(Collected data entries)
● ● ●

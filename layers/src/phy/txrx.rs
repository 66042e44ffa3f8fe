//! Tx/Rx Synchronisation Thread
//!
//! The real-time heartbeat of the PHY. Each iteration reserves the worker of
//! the next tick, receives that tick's samples straight into the worker's Rx
//! buffers, feeds the PRACH pool, starts the worker and then transmits every
//! downlink tick that has completed, in dispatch order.

use super::phy_common::PhyCommon;
use super::prach_worker::PrachWorkerPool;
use super::sf_worker::{SfWorker, WorkerContext};
use super::worker_pool::WorkerPool;
use crate::mac::StackInterfacePhy;
use crate::threading::spawn_rt_thread;
use crate::LayerError;
use common::Tti;
use interfaces::{InterfaceError, RadioEventHandler, RadioInterface, RfTimestamp};
use parking_lot::Mutex;
use std::sync::atomic::{AtomicBool, AtomicU32, Ordering};
use std::sync::Arc;
use std::thread::JoinHandle;
use tracing::{debug, error, info, trace, warn, Span};

/// Collaborators driven by the Tx/Rx thread
pub struct TxRxArgs {
    pub radio: Arc<dyn RadioInterface>,
    pub workers: Arc<WorkerPool<SfWorker>>,
    pub common: Arc<PhyCommon>,
    pub prach: Arc<PrachWorkerPool>,
    pub stack: Arc<dyn StackInterfacePhy>,
}

/// Handle of the running Tx/Rx thread
pub struct TxRx {
    running: Arc<AtomicBool>,
    last_tti: Arc<AtomicU32>,
    thread: Mutex<Option<JoinHandle<()>>>,
}

impl TxRx {
    /// Start the loop at tick `first_tti` with real-time `priority`
    pub fn init(args: TxRxArgs, first_tti: Tti, priority: i32, span: Span) -> Result<Self, LayerError> {
        let running = Arc::new(AtomicBool::new(true));
        let last_tti = Arc::new(AtomicU32::new(first_tti.0));

        let thread = {
            let running = running.clone();
            let last_tti = last_tti.clone();
            spawn_rt_thread("txrx".to_string(), priority, move || {
                let _enter = span.enter();
                run_thread(&args, first_tti, &running, &last_tti);
            })
            .map_err(|e| LayerError::InitializationFailed(format!("Tx/Rx thread: {}", e)))?
        };

        Ok(Self {
            running,
            last_tti,
            thread: Mutex::new(Some(thread)),
        })
    }

    pub fn is_running(&self) -> bool {
        self.running.load(Ordering::Acquire)
    }

    /// Last tick dispatched to the pool
    pub fn last_tti(&self) -> Tti {
        Tti(self.last_tti.load(Ordering::Acquire))
    }

    /// Finish the current tick and join the thread; idempotent
    pub fn stop(&self) {
        self.running.store(false, Ordering::Release);
        if let Some(handle) = self.thread.lock().take() {
            if handle.join().is_err() {
                error!("Tx/Rx thread panicked");
            }
            info!("Tx/Rx thread stopped");
        }
    }
}

impl Drop for TxRx {
    fn drop(&mut self) {
        self.stop();
    }
}

fn run_thread(args: &TxRxArgs, first_tti: Tti, running: &AtomicBool, last_tti: &AtomicU32) {
    let config = args.common.config();
    let modulus = args.common.modulus();
    let tx_advance = config.timing.tx_delay as u64 * config.samples_per_tick() as u64;
    let monitor = args.common.radio_monitor();

    let mut tti = first_tti;
    let mut seq = 0u64;
    info!("Tx/Rx thread started at tick {}", tti);

    while running.load(Ordering::Acquire) {
        let worker = match args.workers.wait_worker(tti) {
            Ok(worker) => worker,
            Err(e) => {
                warn!("No worker for tick {}: {}", tti, e);
                break;
            }
        };

        let mut rx_time = RfTimestamp::default();
        {
            let mut rx = worker.rx_buffers();
            match args.radio.rx_now(&mut rx, &mut rx_time) {
                Ok(()) => {}
                Err(InterfaceError::Overflow(ts)) => {
                    warn!("Rx overflow at {}, tick {} lost", ts, tti);
                    monitor.radio_overflow();
                    tti = tti.next(modulus);
                    continue;
                }
                Err(e) => {
                    error!("Radio receive failed at tick {}: {}", tti, e);
                    monitor.radio_failure();
                    running.store(false, Ordering::Release);
                    break;
                }
            }

            for cc in 0..rx.nof_carriers() {
                if args.prach.new_tti(cc, tti, rx.get(cc, 0)) {
                    trace!("PRACH occasion queued for carrier {} at tick {}", cc, tti);
                }
            }
        }

        worker.set_context(WorkerContext {
            tti_rx: tti,
            rx_time,
            tx_time: rx_time.add_samples(tx_advance),
            tx_enabled: true,
            seq,
        });
        args.workers.start_worker(worker);
        args.common.tick_dispatched();
        last_tti.store(tti.0, Ordering::Release);
        seq += 1;

        args.stack.tti_clock();
        transmit_ready(args);

        tti = tti.next(modulus);
    }

    debug!("Tx/Rx loop left at tick {} after {} ticks", tti, seq);
}

/// Send every completed Tx buffer whose predecessors have been sent
fn transmit_ready(args: &TxRxArgs) {
    let monitor = args.common.radio_monitor();
    while let Some(job) = args.common.pop_tx_ready() {
        let Some(buffers) = job.buffers else {
            continue;
        };
        match args.radio.tx(&buffers, job.tx_time) {
            Ok(()) => trace!("Tx tick {} at {}", job.tti, job.tx_time),
            Err(InterfaceError::Late { requested, current }) => {
                warn!("Tx of tick {} late: {} behind {}", job.tti, requested, current);
                monitor.radio_late();
            }
            Err(InterfaceError::Underflow(ts)) => {
                warn!("Tx underflow at {}", ts);
                monitor.radio_underflow();
            }
            Err(e) => {
                error!("Radio transmit failed for tick {}: {}", job.tti, e);
                monitor.radio_failure();
            }
        }
        args.common.recycle_tx_buffer(buffers);
    }
}
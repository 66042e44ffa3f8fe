//! End-to-end runs of the PHY pipeline over the loopback radio

use bytes::Bytes;
use common::{Rnti, Tti};
use interfaces::{LoopbackConfig, LoopbackRadio, RfTimestamp};
use layers::mac::{
    DlSchedResult, MacConfig, MacLayer, PhyInterfaceStack, StackInterfacePhy, UlSchedResult,
};
use layers::phy::prach::PrachGenerator;
use layers::phy::{CellConfig, HarqTiming, Phy, PhyConfig, PhyLogContext};
use parking_lot::Mutex;
use std::sync::atomic::{AtomicU64, Ordering};
use std::sync::Arc;
use std::time::{Duration, Instant};

fn init_tracing() {
    let _ = tracing_subscriber::fmt()
        .with_env_filter(tracing_subscriber::EnvFilter::from_default_env())
        .with_test_writer()
        .try_init();
}

/// Records what the PHY asks of the stack
#[derive(Default)]
struct RecordingStack {
    clock: AtomicU64,
    dl_sched: Mutex<Vec<Tti>>,
    rach: Mutex<Vec<(Tti, usize, u8, u32)>>,
}

impl StackInterfacePhy for RecordingStack {
    fn tti_clock(&self) {
        self.clock.fetch_add(1, Ordering::Relaxed);
    }
    fn get_dl_sched(&self, tti: Tti, _results: &mut [DlSchedResult]) {
        self.dl_sched.lock().push(tti);
    }
    fn get_ul_sched(&self, _tti: Tti, _results: &mut [UlSchedResult]) {}
    fn crc_info(&self, _: Tti, _: Rnti, _: usize, _: u8, _: bool, _: usize) {}
    fn push_pdu(&self, _: Tti, _: Rnti, _: usize, _: Bytes) {}
    fn ack_info(&self, _: Tti, _: Rnti, _: usize, _: u8, _: bool) {}
    fn snr_info(&self, _: Tti, _: Rnti, _: usize, _: f32) {}
    fn rach_detected(&self, tti: Tti, cc: usize, preamble: u8, ta: u32) {
        self.rach.lock().push((tti, cc, preamble, ta));
    }
}

fn loopback(config: &PhyConfig) -> Arc<LoopbackRadio> {
    Arc::new(LoopbackRadio::new(LoopbackConfig {
        nof_channels: config.nof_radio_channels(),
        sample_rate: config.sample_rate(),
        tx_capture: 1024,
        ..LoopbackConfig::default()
    }))
}

fn wait_for(what: &str, mut done: impl FnMut() -> bool) {
    let deadline = Instant::now() + Duration::from_secs(60);
    while !done() {
        assert!(Instant::now() < deadline, "timed out waiting for {}", what);
        std::thread::sleep(Duration::from_millis(2));
    }
}

#[test]
fn test_ticks_are_consecutive_and_tx_ordered() {
    init_tracing();
    let config = PhyConfig {
        cells: vec![CellConfig {
            nof_prb: 100,
            ..CellConfig::default()
        }],
        nof_workers: 4,
        ..PhyConfig::default()
    };
    let radio = loopback(&config);
    let stack = Arc::new(RecordingStack::default());
    let phy = Phy::init(config, radio.clone(), stack.clone(), PhyLogContext::new("consecutive")).unwrap();

    let mut n_samples = Vec::new();
    wait_for("100 ticks", || {
        n_samples.push(phy.get_metrics().carriers[0].channel.n_samples);
        phy.nof_ticks() >= 100
    });
    phy.stop();

    assert!(n_samples.windows(2).all(|w| w[0] <= w[1]));

    let nof_ticks = phy.nof_ticks();
    let mut ttis = stack.dl_sched.lock().clone();
    assert_eq!(ttis.len() as u64, nof_ticks);
    ttis.sort();
    for (i, tti) in ttis.iter().enumerate() {
        assert_eq!(*tti, Tti(i as u32 + 4));
    }
    assert!(stack.clock.load(Ordering::Relaxed) >= 100);

    // ticks still in flight when the Tx/Rx thread stopped are never sent
    let tx = radio.transmitted();
    assert!(!tx.is_empty() && tx.len() as u64 <= nof_ticks);
    assert!(tx.windows(2).all(|w| w[0].timestamp < w[1].timestamp));
    assert_eq!(tx[0].timestamp, RfTimestamp(4 * 30720));
    assert_eq!(radio.tx_counters().1, 0);
    assert_eq!(phy.get_metrics().radio.nof_late, 0);
}

#[test]
fn test_overflow_skips_one_tick() {
    let config = PhyConfig::default();
    let spt = config.samples_per_tick() as u64;
    let radio = loopback(&config);
    radio.inject_overflow(RfTimestamp(5 * spt));
    let stack = Arc::new(RecordingStack::default());
    let phy = Phy::init(config, radio.clone(), stack.clone(), PhyLogContext::new("overflow")).unwrap();

    wait_for("20 ticks", || phy.nof_ticks() >= 20);
    phy.stop();

    let ttis = stack.dl_sched.lock().clone();
    assert!(!ttis.contains(&Tti(9)));
    assert!(ttis.contains(&Tti(8)) && ttis.contains(&Tti(10)));
    assert_eq!(phy.get_metrics().radio.nof_overflow, 1);

    let tx = radio.transmitted();
    assert!(tx.windows(2).all(|w| w[0].timestamp < w[1].timestamp));
    assert!(!tx.iter().any(|r| r.timestamp == RfTimestamp(9 * spt)));
}

#[test]
fn test_rnti_on_two_carriers() {
    let config = PhyConfig {
        cells: vec![
            CellConfig::default(),
            CellConfig {
                pci: 2,
                ..CellConfig::default()
            },
        ],
        ..PhyConfig::default()
    };
    let radio = loopback(&config);
    let stack = Arc::new(RecordingStack::default());
    let phy = Phy::init(config, radio, stack, PhyLogContext::new("two-cells")).unwrap();

    let rnti = Rnti::new(0x1234);
    phy.add_rnti(rnti).unwrap();
    assert_eq!(phy.get_nof_rnti(), 1);
    assert_eq!(phy.get_nof_rnti_per_carrier(), vec![1, 1]);
    assert!(phy.add_rnti(rnti).is_err());

    wait_for("a few ticks", || phy.nof_ticks() >= 10);
    let metrics = phy.get_metrics();
    assert_eq!(metrics.carriers.len(), 2);
    assert_eq!(metrics.ues.len(), 2);

    // a failed removal leaves every slot untouched
    assert!(phy.rem_rnti(Rnti::new(0x4321)).is_err());
    assert!(phy.get_nof_rnti_per_worker().iter().flatten().all(|&n| n == 1));

    phy.rem_rnti(rnti).unwrap();
    assert_eq!(phy.get_nof_rnti(), 0);
    assert!(phy.get_nof_rnti_per_worker().iter().flatten().all(|&n| n == 0));
    phy.stop();
}

#[test]
fn test_reset_while_running() {
    init_tracing();
    let config = PhyConfig::default();
    let spt = config.samples_per_tick() as u64;
    let radio = Arc::new(LoopbackRadio::new(LoopbackConfig {
        nof_channels: config.nof_radio_channels(),
        sample_rate: config.sample_rate(),
        realtime: true,
        ..LoopbackConfig::default()
    }));
    radio.inject_overflow(RfTimestamp(5 * spt));
    let stack = Arc::new(RecordingStack::default());
    let phy = Phy::init(config, radio, stack, PhyLogContext::new("reset")).unwrap();

    wait_for("50 ticks", || phy.nof_ticks() >= 50);
    let before = phy.get_metrics();
    assert!(before.carriers[0].channel.n_samples >= 40);
    assert_eq!(before.radio.nof_overflow, 1);

    phy.reset();
    let after = phy.get_metrics();
    assert!(after.carriers[0].channel.n_samples < 10);
    assert_eq!(after.radio.nof_overflow, 0);
    assert!(after.nof_ticks >= before.nof_ticks);

    // the Tx/Rx thread keeps dispatching after every slot was held
    let resumed_from = phy.nof_ticks();
    wait_for("20 more ticks", || phy.nof_ticks() >= resumed_from + 20);
    assert!(phy.is_running());
    assert!(phy.get_metrics().carriers[0].channel.n_samples >= 10);
    assert_eq!(phy.get_metrics().nof_pending_overwritten, 0);
    phy.stop();
}

#[test]
fn test_short_round_trip_is_rejected() {
    let config = PhyConfig {
        timing: HarqTiming {
            tx_delay: 1,
            k_pusch: 1,
            k_ack: 1,
        },
        pending_window: 4,
        nof_workers: 4,
        ..PhyConfig::default()
    };
    let radio = loopback(&config);
    let stack = Arc::new(RecordingStack::default());
    assert!(Phy::init(config, radio, stack, PhyLogContext::new("round-trip")).is_err());
}

#[test]
fn test_radio_channel_mismatch_is_rejected() {
    let config = PhyConfig::default();
    let radio = Arc::new(LoopbackRadio::new(LoopbackConfig {
        nof_channels: 2,
        ..LoopbackConfig::default()
    }));
    let stack = Arc::new(RecordingStack::default());
    assert!(Phy::init(config, radio, stack, PhyLogContext::new("mismatch")).is_err());
}

#[test]
fn test_injected_preamble_is_reported() {
    init_tracing();
    let config = PhyConfig::default();
    let spt = config.samples_per_tick();
    let cell = config.cells[0].clone();
    let generator = PrachGenerator::new(&config.prach, cell.nof_prb, cell.fft_size(), 0);
    let samples = generator.generate(23, 0).unwrap();
    assert_eq!(samples.len(), spt);

    let radio = loopback(&config);
    // subframe 1 of frame 1
    radio.inject_rx(RfTimestamp(11 * spt as u64), vec![samples]);
    let stack = Arc::new(RecordingStack::default());
    let phy = Phy::init(config, radio, stack.clone(), PhyLogContext::new("prach")).unwrap();

    wait_for("the preamble", || !stack.rach.lock().is_empty());
    phy.stop();

    let rach = stack.rach.lock().clone();
    assert_eq!(rach, vec![(Tti(11), 0, 23, 0)]);
    assert_eq!(phy.get_metrics().carriers[0].channel.nof_prach, 1);
}

#[test]
fn test_mac_retransmits_without_feedback() {
    init_tracing();
    let config = PhyConfig::default();
    let radio = loopback(&config);
    let mac = Arc::new(
        MacLayer::new(MacConfig {
            nof_prb: config.cells[0].nof_prb,
            ..MacConfig::default()
        })
        .unwrap(),
    );
    let phy = Phy::init(config, radio, mac.clone(), PhyLogContext::new("mac")).unwrap();

    let rnti = Rnti::new(0x4601);
    phy.add_rnti(rnti).unwrap();
    mac.add_ue(rnti).unwrap();
    mac.push_dl_data(rnti, Bytes::from(vec![0xa5; 64])).unwrap();

    // a silent uplink carries no PUCCH, every assignment is NACKed
    wait_for("the block to be dropped", || mac.metrics().dl_dropped >= 1);
    phy.stop();

    let metrics = mac.metrics();
    assert_eq!(metrics.dl_tx, 1);
    assert_eq!(metrics.dl_retx, 3);
    assert_eq!(metrics.dl_ack, 0);
    assert!(metrics.dl_nack >= 4);

    let json = serde_json::to_value(&metrics).unwrap();
    assert_eq!(json["dl_dropped"], 1);
    let phy_json = serde_json::to_value(phy.get_metrics()).unwrap();
    assert!(phy_json["ues"][0]["dl_n_samples"].as_u64().unwrap() >= 4);
}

● ● ●

Work to complete.
Search the records for the string "Relaxed" and, wherever a line contains it, please copy that line.

Output of the exercise.
        self.clock.fetch_add(1, Ordering::Relaxed);
    assert!(stack.clock.load(Ordering::Relaxed) >= 100);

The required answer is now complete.